**What the exercise asks:** Exact copies of all the records are to be printed.

**Information supplied:**
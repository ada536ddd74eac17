//! The approach abstraction: one answering strategy per implementation.

use crate::overrides::ApproachContext;
use grounded_core::AppResult;
use grounded_llm::{ChatCompletion, ChatMessage};
use serde_json::Value;

/// An end-to-end answering strategy.
///
/// Implementations hold no per-call state, so one instance can serve
/// concurrent calls.
#[async_trait::async_trait]
pub trait Approach: Send + Sync {
    /// Answer the last message of `messages`.
    ///
    /// `session_state` is echoed back unchanged on the first choice.
    async fn run(
        &self,
        messages: &[ChatMessage],
        context: &ApproachContext,
        session_state: Option<Value>,
    ) -> AppResult<ChatCompletion>;
}
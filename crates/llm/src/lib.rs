//! Chat completion crate for grounded.
//!
//! This crate provides a provider-agnostic abstraction over non-streaming
//! chat completion APIs.
//!
//! # Providers
//! - **OpenAI** and **Azure OpenAI**
//! - **Ollama**: Local LLM runtime
//!
//! # Example
//! ```no_run
//! use grounded_llm::{ChatClient, ChatMessage, ChatRequest, providers::OllamaClient};
//!
//! # async fn example() -> Result<(), Box<dyn std::error::Error>> {
//! let client = OllamaClient::new()?;
//! let request = ChatRequest::new("llama3", vec![ChatMessage::user("Hello, world!")]);
//! let completion = client.complete(&request).await?;
//! println!("{}", completion.choices[0].message.text());
//! # Ok(())
//! # }
//! ```

pub mod client;
pub mod factory;
pub mod providers;

// Re-export main types
pub use client::{
    ChatChoice, ChatClient, ChatCompletion, ChatMessage, ChatRequest, ChatRole, ChatUsage,
    ResponseMessage,
};
pub use factory::create_client;
pub use providers::{OllamaClient, OpenAiClient, OpenAiTarget};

**Answer to this problem:**
repository ada536ddd74eac17
//! The approach abstraction: one answering strategy per implementation.

use crate::overrides::ApproachContext;
use grounded_core::AppResult;
use grounded_llm::{ChatCompletion, ChatMessage};
use serde_json::Value;

/// An end-to-end answering strategy.
///
/// Implementations hold no per-call state, so one instance can serve
/// concurrent calls.
#[async_trait::async_trait]
pub trait Approach: Send + Sync {
    /// Answer the last message of `messages`.
    ///
    /// `session_state` is echoed back unchanged on the first choice.
    async fn run(
        &self,
        messages: &[ChatMessage],
        context: &ApproachContext,
        session_state: Option<Value>,
    ) -> AppResult<ChatCompletion>;
}
filename crates/llm/src/lib.rs
//! Chat completion crate for grounded.
//!
//! This crate provides a provider-agnostic abstraction over non-streaming
//! chat completion APIs.
//!
//! # Providers
//! - **OpenAI** and **Azure OpenAI**
//! - **Ollama**: Local LLM runtime
//!
//! # Example
//! ```no_run
//! use grounded_llm::{ChatClient, ChatMessage, ChatRequest, providers::OllamaClient};
//!
//! # async fn example() -> Result<(), Box<dyn std::error::Error>> {
//! let client = OllamaClient::new()?;
//! let request = ChatRequest::new("llama3", vec![ChatMessage::user("Hello, world!")]);
//! let completion = client.complete(&request).await?;
//! println!("{}", completion.choices[0].message.text());
//! # Ok(())
//! # }
//! ```

pub mod client;
pub mod factory;
pub mod providers;

// Re-export main types
pub use client::{
    ChatChoice, ChatClient, ChatCompletion, ChatMessage, ChatRequest, ChatRole, ChatUsage,
    ResponseMessage,
};
pub use factory::create_client;
pub use providers::{OllamaClient, OpenAiClient, OpenAiTarget};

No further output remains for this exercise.